Stubbs was the son of a currier. Information on his life up to age thirty-five is sparse, relying almost entirely on notes made by fellow artist Ozias Humphry towards the end of Stubbs's life. Stubbs was briefly apprenticed to a Lancashire painter and engraver named Hamlet Winstanley, but soon left as he objected to the work of copying to which he was set. Thereafter as an artist he was self-taught. In the 1740s he worked as a portrait painter in the North of England and from about 1745 to 1751 he studied human anatomy at York County Hospital. He had had a passion for anatomy from his childhood, and one of his earliest surviving works is a set of illustrations for a textbook on midwifery which was published in 1751.
In 1755 Stubbs visited Italy. Forty years later he told Ozias Humphry that his motive for going to Italy was, "to convince himself that nature was and is always superior to art whether Greek or Roman, and having renewed this conviction he immediately resolved upon returning home". Later in the 1754 he rented a farmhouse in the village of Horkstow,Lincolnshire, and spent 18 months dissecting horses. He moved to London in about 1759 and in 1766 published The anatomy of the Horse. The original drawings are now in the collection of the Royal Academy.
Even before his book was published, Stubbs's drawings were seen by leading aristocratic patrons, who recognised that his work was more accurate than that of earlier horse painters such as James Seymour and John Wootton. In 1759 the 3rd Duke of Richmond commissioned three large pictures from him, and his career was soon secure. By 1763 he had produced works for several more dukes and other lords and was able to buy a house in Marylebone, a fashionable part of London, where he lived for the rest of his life.
Whistlejacket. National Gallery, London.His most famous work is probably Whistlejacket, a painting of a prancing horse commissioned by the 2nd Marquess of Rockingham, which is now in the National Gallery in London. This and two other paintings carried out for Rockingham break with convention in having plain backgrounds. Throughout the 1760s he produced a wide range of individual and group portraits of horses, sometimes accompanied by hounds. He often painted horses with their grooms, whom he always painted as individuals. Meanwhile he also continued to accept commissions for portraits of people, including some group portraits. From 1761 to 1776 he exhibited at the Society of Artists, but in 1775 he switched his allegiance to the recently founded but already more prestigious Royal Academy.
Stubbs also painted more exotic animals including lions, tigers, giraffes, monkeys, and rhinoceroses, which he was able to observe in private menageries. He became preoccupied with the theme of a wild horse threatened by a lion and produced several variations on this theme. These and other works became well known at the time through engravings of Stubbs's work, which appeared in increasing numbers in the 1770s and 1780s.

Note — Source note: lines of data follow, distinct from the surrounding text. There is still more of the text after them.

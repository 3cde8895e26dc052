//! Asset loading walkthrough: a pool serving vertex buffers of varying
//! sizes, with memory dumps along the way.
//!
//! Run with `cargo run --example assets`. Two dump files are written to
//! the current directory so the page layout can be inspected before and
//! after the frees.

use std::{fs::File, mem, ptr::NonNull};

use pagepool::{PagePool, KILO};

/// Mimics a vertex the way mesh files lay them out: a position and a
/// texture coordinate.
#[repr(C)]
#[derive(Clone, Copy)]
struct Vertex {
    position: [f32; 3],
    uv: [f32; 2],
}

const VERTEX_SIZE: usize = mem::size_of::<Vertex>();

/// Allocates a vertex buffer from the pool and fills it with a generated
/// fan of vertices, like a loader parsing a mesh file would.
fn load_mesh(pool: &mut PagePool, vertex_count: usize) -> NonNull<Vertex> {
    let ptr = pool
        .allocate(vertex_count * VERTEX_SIZE)
        .expect("mesh exceeds page size")
        .cast::<Vertex>();

    for i in 0..vertex_count {
        let angle = i as f32;
        let vertex = Vertex {
            position: [angle.cos(), angle.sin(), 0.0],
            uv: [i as f32 / vertex_count as f32, 0.5],
        };
        unsafe { ptr.as_ptr().add(i).write(vertex) };
    }

    println!(
        "loaded mesh with {vertex_count:3} vertices ({:4} bytes) at {:?}",
        vertex_count * VERTEX_SIZE,
        ptr
    );

    ptr
}

fn main() {
    // 5 KiB pages; the threshold is roughly the smallest asset we'll
    // allocate, so leftovers smaller than one vertex aren't split off.
    let mut pool = PagePool::new(5 * KILO, VERTEX_SIZE);

    // A single vertex, then a couple of real buffers.
    let single = load_mesh(&mut pool, 1);
    let quad = load_mesh(&mut pool, 4);
    let fan = load_mesh(&mut pool, 10);

    let mut before = File::create("assets_before.txt").expect("cannot create dump file");
    pool.dump(&mut before).expect("dump failed");
    println!("wrote assets_before.txt");

    // Release the middle buffer, leaving a hole between its neighbors.
    // The next mesh is carved from the biggest free block, the page tail,
    // so the hole stays open for a smaller asset.
    unsafe { pool.free(quad.cast()) };
    let bigger = load_mesh(&mut pool, 40);

    // The page tail now holds 3856 bytes. Requesting 192 vertices (3840
    // bytes) leaves only 16 bytes of headroom, below the threshold plus
    // a header, so instead of splitting off a useless sliver the pool
    // hands out the whole block: the dump shows this mesh owning 3856
    // bytes, with the spare 16 riding along until the buffer is freed.
    let packed = load_mesh(&mut pool, 192);

    // This one doesn't fit into what's left of page 0 anymore, so the
    // pool grows.
    let huge = load_mesh(&mut pool, 200);
    println!("pool now holds {} page(s)", pool.page_count());

    unsafe {
        pool.free(single.cast());
        pool.free(fan.cast());
        pool.free(bigger.cast());
        pool.free(packed.cast());
        pool.free(huge.cast());
    }

    let mut after = File::create("assets_after.txt").expect("cannot create dump file");
    pool.dump(&mut after).expect("dump failed");
    println!("wrote assets_after.txt");
}
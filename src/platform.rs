use std::ptr::NonNull;

use crate::Pointer;

/// Abstraction for platform specific memory handling. The pool only needs
/// to request page buffers and hand them back when it is dropped, it
/// doesn't care about the APIs offered by the underlying kernel or
/// libraries.
///
/// Returned buffers are zero filled and aligned to at least an OS page
/// boundary, which is far stricter than what the block headers need.
trait PlatformSpecificMemory {
    /// Requests a buffer where `length` bytes can be written safely.
    unsafe fn request_memory(length: usize) -> Pointer<u8>;

    /// Returns `length` bytes starting at `address` to the underlying
    /// kernel. `address` and `length` must match a previous successful
    /// [`PlatformSpecificMemory::request_memory`] call.
    unsafe fn return_memory(address: NonNull<u8>, length: usize);
}

/// Zero sized type that implements [`PlatformSpecificMemory`] for each
/// OS.
struct Platform;

/// Convenience wrapper for [`PlatformSpecificMemory::request_memory`].
#[inline]
pub(crate) unsafe fn request_memory(length: usize) -> Pointer<u8> {
    Platform::request_memory(length)
}

/// Convenience wrapper for [`PlatformSpecificMemory::return_memory`].
#[inline]
pub(crate) unsafe fn return_memory(address: NonNull<u8>, length: usize) {
    Platform::return_memory(address, length)
}

#[cfg(unix)]
#[cfg(not(miri))]
mod unix {
    use std::ptr::{self, NonNull};

    use super::{Platform, PlatformSpecificMemory};
    use crate::Pointer;

    impl PlatformSpecificMemory for Platform {
        unsafe fn request_memory(length: usize) -> Pointer<u8> {
            // Memory protection. Read-Write only.
            let protection = libc::PROT_READ | libc::PROT_WRITE;

            // Memory should be private to our process and not mapped to
            // any file. Anonymous mappings come back zeroed.
            let flags = libc::MAP_PRIVATE | libc::MAP_ANONYMOUS;

            // For all the configuration options that `mmap` accepts see
            // https://man7.org/linux/man-pages/man2/mmap.2.html
            match libc::mmap(ptr::null_mut(), length, protection, flags, -1, 0) {
                libc::MAP_FAILED => None,
                address => Some(NonNull::new_unchecked(address).cast()),
            }
        }

        unsafe fn return_memory(address: NonNull<u8>, length: usize) {
            if libc::munmap(address.cast().as_ptr(), length) != 0 {
                // TODO: What should we do here? Panic? Memory region is
                // still valid here, it wasn't unmapped.
            }
        }
    }
}

#[cfg(windows)]
#[cfg(not(miri))]
mod windows {
    use std::ptr::NonNull;

    use windows::Win32::System::Memory;

    use super::{Platform, PlatformSpecificMemory};
    use crate::Pointer;

    impl PlatformSpecificMemory for Platform {
        unsafe fn request_memory(length: usize) -> Pointer<u8> {
            // Similar to mmap on Linux, Read-Write only.
            let protection = Memory::PAGE_READWRITE;

            // This works a little bit different from mmap, memory has to
            // be reserved first and then committed in order to become
            // usable. We can do both at the same time with one single
            // call. Committed pages are zeroed by the kernel.
            let flags = Memory::MEM_RESERVE | Memory::MEM_COMMIT;

            // For more detailed explanations of each parameter, see
            // https://learn.microsoft.com/en-us/windows/win32/api/memoryapi/nf-memoryapi-virtualalloc#parameters
            let address = Memory::VirtualAlloc(None, length, flags, protection);

            NonNull::new(address.cast())
        }

        unsafe fn return_memory(address: NonNull<u8>, _length: usize) {
            // We have to decommit memory first and then release it. We
            // can do both at once by specifying a length of 0 and the
            // MEM_RELEASE flag. See the docs for details:
            // https://learn.microsoft.com/en-us/windows/win32/api/memoryapi/nf-memoryapi-virtualfree#parameters
            let address = address.cast().as_ptr();
            let length = 0;
            let flags = Memory::MEM_RELEASE;

            if !Memory::VirtualFree(address, length, flags).as_bool() {
                // TODO: Release failed, don't know what to do here yet.
                // Same problem as munmap on Linux.
            }
        }
    }
}

#[cfg(miri)]
mod miri {
    //! When using Miri we can't rely on system calls such as `mmap`
    //! because there's no FFI support, so instead we use the global
    //! allocator to mock bulk memory. This is also useful for detecting
    //! leaks in the pool itself (pages that are never returned).

    use std::{alloc, ptr::NonNull};

    use super::{Platform, PlatformSpecificMemory};
    use crate::{align::HEADER_ALIGN, Pointer};

    fn to_layout(length: usize) -> alloc::Layout {
        alloc::Layout::from_size_align(length, HEADER_ALIGN).unwrap()
    }

    impl PlatformSpecificMemory for Platform {
        unsafe fn request_memory(length: usize) -> Pointer<u8> {
            // Zeroed to match what the real platforms hand out.
            NonNull::new(alloc::alloc_zeroed(to_layout(length)))
        }

        unsafe fn return_memory(address: NonNull<u8>, length: usize) {
            alloc::dealloc(address.as_ptr(), to_layout(length));
        }
    }
}
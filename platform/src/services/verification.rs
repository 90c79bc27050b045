//! Payment verification.
//!
//! Two entry points move payments out of PENDING:
//!
//! - [`VerificationService::verify_payment`]: an admin approves or rejects
//!   one registration of a bank-transfer payment
//! - [`VerificationService::handle_gateway_notification`]: the card gateway
//!   reports the outcome of a hosted payment
//!
//! Approval assigns the registration a display code unique within its
//! competition. Every decision is appended to the payment's audit trail in
//! the same store call that changes the statuses.
//!
//! Codes are checked against the store before the write, but the unique
//! indexes decide: a collision at write time redraws every code of that
//! write, [`CODE_WRITE_ATTEMPTS`] attempts in total.

use super::{sanitize, AttemptError, Dependencies};
use crate::gateway::{Gateway, GatewayNotification, NotificationStatus};
use crate::mail::log_failure;
use crate::metrics;
use crate::retry::{retry_if, RetryPolicy};
use arena_core::commerce::{
    GatewayNotice, Payment, PaymentStatus, Registration, RegistrationStatus, VerificationAudit,
    VerificationOutcome, VerificationSource,
};
use arena_core::mail::{PaymentRejectedEmail, PaymentVerifiedEmail, RegistrationLine};
use arena_core::store::{
    GatewayFailure, GatewaySettlement, VerificationUpdate, DISPLAY_CODE_CONSTRAINT,
    REGISTRATION_NUMBER_CONSTRAINT,
};
use arena_core::types::{Competition, CompetitionId, PaymentId, RegistrationId, Role, User};
use arena_core::{ArenaError, ArenaResult};
use chrono::{DateTime, Utc};
use std::collections::{HashMap, HashSet};
use std::time::Duration;
use tracing::{debug, info, warn};

/// Display-code draws before giving up.
pub const DISPLAY_CODE_ATTEMPTS: u32 = 50;

/// Store writes per verification or settlement when freshly drawn codes
/// collide at insert, first attempt included.
pub const CODE_WRITE_ATTEMPTS: u32 = 3;

const CODE_WRITE_POLICY: RetryPolicy = RetryPolicy::fixed(CODE_WRITE_ATTEMPTS, Duration::ZERO);

const REASON_MAX: usize = 500;

/// Admin decision.
#[derive(Debug, Clone, PartialEq, Eq)]
pub enum VerificationDecision {
    /// Payment received
    Approve,
    /// Payment not accepted
    Reject {
        /// Shown to the customer
        reason: String,
    },
}

/// Admin verification input.
#[derive(Debug, Clone)]
pub struct VerifyPayment {
    /// Payment being verified
    pub payment_id: PaymentId,
    /// Registration of that payment
    pub registration_id: RegistrationId,
    /// Approve or reject
    pub decision: VerificationDecision,
}

/// What a gateway notification did.
#[derive(Debug, Clone, Copy, PartialEq, Eq)]
pub enum NotificationAck {
    /// Payment completed; this many registrations were confirmed
    Settled(usize),
    /// Payment marked FAILED
    Failed,
    /// Nothing changed (already processed, still pending, or unknown status)
    Unchanged,
}

/// Verification operations.
pub struct VerificationService {
    deps: Dependencies,
    gateway: Gateway,
}
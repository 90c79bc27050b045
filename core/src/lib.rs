//! # Arena Core
//!
//! Domain types, error taxonomy and injected dependencies for the Arena
//! forum and competition-registration platform.
//!
//! ## Layout
//!
//! - [`types`]: identifiers, money, users and the competition catalog
//! - [`commerce`]: carts, payments and registrations
//! - [`moderation`]: posts, flags, moderation log and notifications
//! - [`environment`]: clock, order sequence, code generation
//! - [`mail`]: the transactional mail trait and its message types
//! - [`store`]: persistence traits implemented by `arena-postgres` and
//!   `arena-testing`
//! - [`error`]: `ArenaError` (domain taxonomy) and `StoreError`
//!
//! Services in `arena-platform` depend only on the traits defined here, so
//! every workflow runs unchanged against PostgreSQL in production and the
//! in-memory store in tests.

#![forbid(unsafe_code)]
#![warn(missing_docs)]

#[macro_use]
mod macros;

pub mod commerce;
pub mod environment;
pub mod error;
pub mod mail;
pub mod moderation;
pub mod store;
pub mod types;

pub use error::{ArenaError, ArenaResult, StoreError, StoreResult};
pub use store::ArenaStore;

// Re-export commonly used types
pub use chrono::{DateTime, Utc};
//! HTTP server: shared state and router.

pub mod routes;
pub mod state;

pub use routes::build_router;
pub use state::AppState;
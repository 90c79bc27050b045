//! Business workflows.
//!
//! Each service is a thin orchestrator over [`Dependencies`]: it validates
//! input, reads through the store traits, commits one atomic store call and
//! then runs best-effort side effects (mail, live feed, metrics).
//!
//! - [`CartService`]: add, remove, view
//! - [`CheckoutService`]: bank-transfer and gateway checkout
//! - [`VerificationService`]: admin approval/rejection and gateway callbacks
//! - [`RegistrationService`]: member and admin registration listings
//! - [`ModerationService`]: flag creation, review and listing

pub mod cart;
pub mod checkout;
pub mod moderation;
pub mod registrations;
pub mod verification;

pub use cart::{AddItem, CartItemView, CartService, CartView};
pub use checkout::{CheckoutOutcome, CheckoutRequest, CheckoutService, PaymentChoice};
pub use moderation::{ModerationService, NewFlag, ReviewFlag, ReviewOutcome};
pub use registrations::{MemberRegistration, RegistrationService};
pub use verification::{NotificationAck, VerificationDecision, VerificationService, VerifyPayment};

use crate::config::Config;
use crate::gateway::Gateway;
use crate::live::LiveFeed;
use crate::retry::RetryPolicy;
use arena_core::environment::{Clock, CodeGenerator, OrderSequence};
use arena_core::mail::Mailer;
use arena_core::{ArenaError, ArenaStore, StoreError};
use std::sync::Arc;

/// Shared collaborators injected into every service.
#[derive(Clone)]
pub struct Dependencies {
    /// Persistence
    pub store: Arc<dyn ArenaStore>,
    /// Time source
    pub clock: Arc<dyn Clock>,
    /// Order id draws
    pub orders: Arc<dyn OrderSequence>,
    /// Registration number and display code draws
    pub codes: Arc<dyn CodeGenerator>,
    /// Outgoing mail
    pub mailer: Arc<dyn Mailer>,
    /// Staff live feed
    pub feed: LiveFeed,
}

/// Every service, wired from one set of dependencies.
#[derive(Clone)]
pub struct Services {
    /// Cart workflows
    pub carts: Arc<CartService>,
    /// Checkout workflows
    pub checkout: Arc<CheckoutService>,
    /// Payment verification
    pub verification: Arc<VerificationService>,
    /// Registration listings
    pub registrations: Arc<RegistrationService>,
    /// Flag workflows
    pub moderation: Arc<ModerationService>,
}

impl Services {
    /// Wires every service.
    #[must_use]
    pub fn new(deps: &Dependencies, config: &Config) -> Self {
        let gateway = Gateway::new(config.gateway.clone());
        let order_policy = RetryPolicy::fixed(
            checkout::ORDER_ID_ATTEMPTS,
            config.checkout.order_retry_delay(),
        );

        Self {
            carts: Arc::new(CartService::new(deps.clone(), config.cart.ttl())),
            checkout: Arc::new(CheckoutService::new(
                deps.clone(),
                gateway.clone(),
                order_policy,
                config.checkout.currency.clone(),
            )),
            verification: Arc::new(VerificationService::new(deps.clone(), gateway)),
            registrations: Arc::new(RegistrationService::new(deps.clone())),
            moderation: Arc::new(ModerationService::new(deps.clone())),
        }
    }
}

/// Failure of one draw-then-write attempt.
///
/// Store errors keep their constraint name so a collision on a freshly
/// drawn code can be told apart from any other failure.
#[derive(Debug, thiserror::Error)]
pub(crate) enum AttemptError {
    #[error(transparent)]
    Store(#[from] StoreError),
    #[error(transparent)]
    Domain(#[from] ArenaError),
}

impl AttemptError {
    /// Unique violation of any of `constraints`.
    pub(crate) fn collided_on(&self, constraints: &[&str]) -> bool {
        match self {
            Self::Store(err) => constraints
                .iter()
                .any(|constraint| err.is_unique_violation_of(constraint)),
            Self::Domain(_) => false,
        }
    }
}

impl From<AttemptError> for ArenaError {
    fn from(err: AttemptError) -> Self {
        match err {
            AttemptError::Store(err) => err.into(),
            AttemptError::Domain(err) => err,
        }
    }
}

/// Text cleanup shared by every user-supplied field.
pub(crate) mod sanitize {
    /// Trims, drops control characters and angle brackets, collapses runs of
    /// whitespace and truncates to `max_chars`.
    pub fn text(input: &str, max_chars: usize) -> String {
        let mut out = String::with_capacity(input.len().min(max_chars));
        let mut pending_space = false;
        for c in input.chars() {
            if c.is_whitespace() {
                pending_space = !out.is_empty();
                continue;
            }
            if c.is_control() || c == '<' || c == '>' {
                continue;
            }
            if pending_space {
                out.push(' ');
                pending_space = false;
            }
            out.push(c);
        }
        out.chars().take(max_chars).collect::<String>().trim_end().to_string()
    }

    /// [`text`] for optional fields; blank becomes `None`.
    pub fn optional(input: Option<&str>, max_chars: usize) -> Option<String> {
        input
            .map(|value| text(value, max_chars))
            .filter(|value| !value.is_empty())
    }

    /// Loose address check: one `@` with text on both sides and a dot in
    /// the domain.
    pub fn looks_like_email(value: &str) -> bool {
        match value.split_once('@') {
            Some((local, domain)) => {
                !local.is_empty()
                    && !domain.contains('@')
                    && domain.contains('.')
                    && !domain.starts_with('.')
                    && !domain.ends_with('.')
            }
            None => false,
        }
    }

}
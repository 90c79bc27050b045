//! Shared harness for the platform integration tests.
//!
//! Wires [`AppState`] from the in-memory store and the deterministic
//! environment, so services and the router can be driven without a
//! database, SMTP server or payment gateway.

#![allow(dead_code)]
#![allow(clippy::unwrap_used, clippy::expect_used)]

use arena::config::{
    CartConfig, CheckoutConfig, Config, DatabaseConfig, GatewayConfig, MailConfig, MailTransport,
    MetricsConfig, RateLimitConfig, ServerConfig,
};
use arena::gateway::{Gateway, GatewayNotification};
use arena::live::LiveFeed;
use arena::services::{AddItem, CheckoutRequest, Dependencies, PaymentChoice, Services};
use arena::{build_router, AppState};
use arena_core::environment::Clock;
use arena_core::types::{Competition, RegistrationType, User};
use arena_testing::{
    fixtures, test_clock, FixedClock, InMemoryStore, RecordingMailer, ScriptedCodeGenerator,
    ScriptedOrderSequence,
};
use axum::Router;
use chrono::{DateTime, Duration, Utc};
use std::sync::Arc;

/// Configuration with gateway credentials and no retry delay.
pub fn test_config() -> Config {
    Config {
        database: DatabaseConfig {
            url: "postgres://unused".to_string(),
            max_connections: 1,
            run_migrations: false,
        },
        server: ServerConfig {
            host: "127.0.0.1".to_string(),
            port: 0,
            shutdown_timeout: 1,
        },
        cart: CartConfig::default(),
        checkout: CheckoutConfig {
            order_retry_delay_ms: 0,
            currency: "LKR".to_string(),
        },
        gateway: GatewayConfig {
            merchant_id: "1211149".to_string(),
            merchant_secret: "arena-test-secret".to_string(),
            checkout_url: "https://sandbox.payhere.lk/pay/checkout".to_string(),
            return_url: "https://arena.test/payment/success".to_string(),
            cancel_url: "https://arena.test/payment/cancel".to_string(),
            notify_url: "https://api.arena.test/payments/notify".to_string(),
            country: "Sri Lanka".to_string(),
        },
        mail: MailConfig {
            transport: MailTransport::Console,
            smtp_host: "localhost".to_string(),
            smtp_port: 587,
            smtp_username: String::new(),
            smtp_password: String::new(),
            from_email: "noreply@arena.test".to_string(),
            from_name: "Arena".to_string(),
            send_timeout: 1,
        },
        rate_limit: RateLimitConfig {
            max_requests: 1000,
            window_seconds: 60,
        },
        metrics: MetricsConfig {
            host: "127.0.0.1".to_string(),
            port: 0,
        },
    }
}

/// One competition with an individual and a team registration type.
pub struct Catalog {
    pub competition: Competition,
    /// 5000 LKR, one member
    pub individual: RegistrationType,
    /// 7500 LKR, up to three members
    pub team: RegistrationType,
}

/// Everything a test needs to drive and inspect the platform.
pub struct TestApp {
    pub store: InMemoryStore,
    pub clock: FixedClock,
    pub orders: Arc<ScriptedOrderSequence>,
    pub mailer: RecordingMailer,
    pub feed: LiveFeed,
    pub config: Config,
    pub state: AppState,
}

impl TestApp {
    /// Default wiring: fallback order ids and codes, accepting mailer.
    pub fn new() -> Self {
        Self::build(
            test_config(),
            ScriptedOrderSequence::default(),
            ScriptedCodeGenerator::new(),
            RecordingMailer::new(),
        )
    }

    /// Replays `order_ids` before falling back to `ORDER-TEST-n`.
    pub fn with_orders(order_ids: &[&str]) -> Self {
        Self::build(
            test_config(),
            ScriptedOrderSequence::new(order_ids.iter().copied()),
            ScriptedCodeGenerator::new(),
            RecordingMailer::new(),
        )
    }

    pub fn with_codes(codes: ScriptedCodeGenerator) -> Self {
        Self::build(
            test_config(),
            ScriptedOrderSequence::default(),
            codes,
            RecordingMailer::new(),
        )
    }

    pub fn with_config(config: Config) -> Self {
        Self::build(
            config,
            ScriptedOrderSequence::default(),
            ScriptedCodeGenerator::new(),
            RecordingMailer::new(),
        )
    }

    pub fn with_mailer(mailer: RecordingMailer) -> Self {
        Self::build(
            test_config(),
            ScriptedOrderSequence::default(),
            ScriptedCodeGenerator::new(),
            mailer,
        )
    }

    pub fn build(
        config: Config,
        orders: ScriptedOrderSequence,
        codes: ScriptedCodeGenerator,
        mailer: RecordingMailer,
    ) -> Self {
        let store = InMemoryStore::new();
        let clock = test_clock();
        let orders = Arc::new(orders);
        let feed = LiveFeed::new(16);
        let deps = Dependencies {
            store: Arc::new(store.clone()),
            clock: Arc::new(clock.clone()),
            orders: orders.clone(),
            codes: Arc::new(codes),
            mailer: Arc::new(mailer.clone()),
            feed: feed.clone(),
        };
        let state = AppState::new(deps, &config);
        Self {
            store,
            clock,
            orders,
            mailer,
            feed,
            config,
            state,
        }
    }

    pub fn services(&self) -> &Services {
        &self.state.services
    }

    pub fn router(&self) -> Router {
        build_router(self.state.clone())
    }

    pub fn now(&self) -> DateTime<Utc> {
        self.clock.now()
    }

    pub fn gateway(&self) -> Gateway {
        Gateway::new(self.config.gateway.clone())
    }

    /// Robotics competition closing in thirty days.
    pub fn catalog(&self) -> Catalog {
        let competition = self
            .store
            .insert_competition(fixtures::competition("RBT", self.now() + Duration::days(30)));
        let individual = self.store.insert_registration_type(fixtures::registration_type(
            &competition,
            "Individual",
            5000,
            1,
        ));
        let team = self
            .store
            .insert_registration_type(fixtures::registration_type(&competition, "Team", 7500, 3));
        Catalog {
            competition,
            individual,
            team,
        }
    }

    pub fn member(&self, email: &str) -> User {
        self.store.insert_user(fixtures::member(email))
    }

    pub fn moderator(&self, email: &str) -> User {
        self.store.insert_user(fixtures::moderator(email))
    }

    pub fn admin(&self, email: &str) -> User {
        self.store.insert_user(fixtures::admin(email))
    }

    /// Session token valid for a day.
    pub fn login(&self, user: &User) -> String {
        let token = format!("session-{}", user.id);
        self.store
            .insert_session(&token, user.id, self.now() + Duration::days(1));
        token
    }

    pub async fn add(&self, user: &User, registration_type: &RegistrationType, members: usize) {
        self.services()
            .carts
            .add_item(user, add_item(registration_type, members))
            .await
            .expect("add to cart");
    }

    /// Bank-transfer checkout of whatever is in the cart.
    pub async fn bank_checkout(&self, user: &User) -> String {
        self.services()
            .checkout
            .checkout(user, bank_request())
            .await
            .expect("bank checkout")
            .order_id()
            .to_string()
    }

    /// Signed notification for `order_id`.
    pub fn notification(&self, order_id: &str, amount: &str, status_code: i32) -> GatewayNotification {
        let mut notification = GatewayNotification {
            merchant_id: self.config.gateway.merchant_id.clone(),
            order_id: order_id.to_string(),
            payment_id: Some("320025071".to_string()),
            payhere_amount: amount.to_string(),
            payhere_currency: "LKR".to_string(),
            status_code,
            md5sig: String::new(),
        };
        notification.md5sig = self.gateway().notification_signature(&notification);
        notification
    }
}

pub fn add_item(registration_type: &RegistrationType, members: usize) -> AddItem {
    AddItem {
        competition_id: registration_type.competition_id,
        registration_type_id: registration_type.id,
        participant_details: fixtures::participant(members),
    }
}

pub fn bank_request() -> CheckoutRequest {
    CheckoutRequest {
        customer: fixtures::customer(),
        payment: PaymentChoice::Bank {
            bank_slip_url: "https://uploads.arena.test/slips/0001.jpg".to_string(),
        },
    }
}

pub fn card_request() -> CheckoutRequest {
    CheckoutRequest {
        customer: fixtures::customer(),
        payment: PaymentChoice::Card,
    }
}
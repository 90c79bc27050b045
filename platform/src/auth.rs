//! Authentication extractors.
//!
//! Sessions are opaque bearer tokens resolved through the store:
//!
//! ```rust,ignore
//! async fn my_registrations(session: SessionUser, ...) -> ... {
//!     // session.user() is a live, non-expired session's user
//! }
//!
//! async fn verify_payment(admin: RequireAdmin, ...) -> ... {
//!     // admin.user().role == Role::Admin
//! }
//! ```
//!
//! Missing or unknown tokens are rejected with 401; authenticated users
//! without the required role get 403.

use crate::server::state::AppState;
use arena_core::types::{Role, User, UserId};
use arena_core::ArenaError;
use arena_web::{AppError, BearerToken};
use axum::{async_trait, extract::FromRequestParts, http::request::Parts};

/// Authenticated user.
#[derive(Debug, Clone)]
pub struct SessionUser(pub User);

impl SessionUser {
    /// The session's user.
    #[must_use]
    pub const fn user(&self) -> &User {
        &self.0
    }

    /// The session's user id.
    #[must_use]
    pub const fn id(&self) -> UserId {
        self.0.id
    }
}

#[async_trait]
impl FromRequestParts<AppState> for SessionUser {
    type Rejection = AppError;

    async fn from_request_parts(
        parts: &mut Parts,
        state: &AppState,
    ) -> Result<Self, Self::Rejection> {
        let BearerToken(token) = BearerToken::from_request_parts(parts, state).await?;

        let user = state
            .deps
            .store
            .user_for_session(&token, state.deps.clock.now())
            .await
            .map_err(ArenaError::from)?
            .ok_or_else(|| AppError::unauthorized("Invalid or expired session"))?;

        tracing::Span::current().record("user_id", tracing::field::display(user.id));
        Ok(Self(user))
    }
}

/// Authenticated admin.
#[derive(Debug, Clone)]
pub struct RequireAdmin(pub User);

impl RequireAdmin {
    /// The admin.
    #[must_use]
    pub const fn user(&self) -> &User {
        &self.0
    }
}

#[async_trait]
impl FromRequestParts<AppState> for RequireAdmin {
    type Rejection = AppError;

    async fn from_request_parts(
        parts: &mut Parts,
        state: &AppState,
    ) -> Result<Self, Self::Rejection> {
        let SessionUser(user) = SessionUser::from_request_parts(parts, state).await?;
        if user.role != Role::Admin {
            tracing::warn!(user_id = %user.id, role = %user.role, "Admin route refused");
            return Err(AppError::forbidden("Admin access required"));
        }
        Ok(Self(user))
    }
}

/// Authenticated moderator or admin.
#[derive(Debug, Clone)]
pub struct RequireStaff(pub User);

impl RequireStaff {
    /// The staff member.
    #[must_use]
    pub const fn user(&self) -> &User {
        &self.0
    }
}

#[async_trait]
impl FromRequestParts<AppState> for RequireStaff {
    type Rejection = AppError;

    async fn from_request_parts(
        parts: &mut Parts,
        state: &AppState,
    ) -> Result<Self, Self::Rejection> {
        let SessionUser(user) = SessionUser::from_request_parts(parts, state).await?;
        if !user.role.is_staff() {
            tracing::warn!(user_id = %user.id, "Staff route refused");
            return Err(AppError::forbidden("Moderator access required"));
        }
        Ok(Self(user))
    }
}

Mares and Foals in a Landscape. 1763-68.Stubbs also painted historical pictures, but these are much less well regarded. From the late 1760s he produced some work on enamel. In the 1770s Josiah Wedgwood developed a new and larger type of enamel panel at Stubbs's request. Also in the 1770s he painted single portraits of dogs for the first time, while also receiving an increasing number of commissions to paint hunts with their packs of hounds. He remained active into his old age. In the 1780s he produced a pastoral series called Haymakers and Reapers, and in the early 1790s he enjoyed the patronage of the Prince of Wales, whom he painted on horseback in 1791. His last project, begun in 1795, was A comparative anatomical exposition of the structure of the human body with that of a tiger and a common fowl, engravings from which appeared between 1804 and 1806.
Stubbs's son George Townly Stubbs was an engraver and printmaker.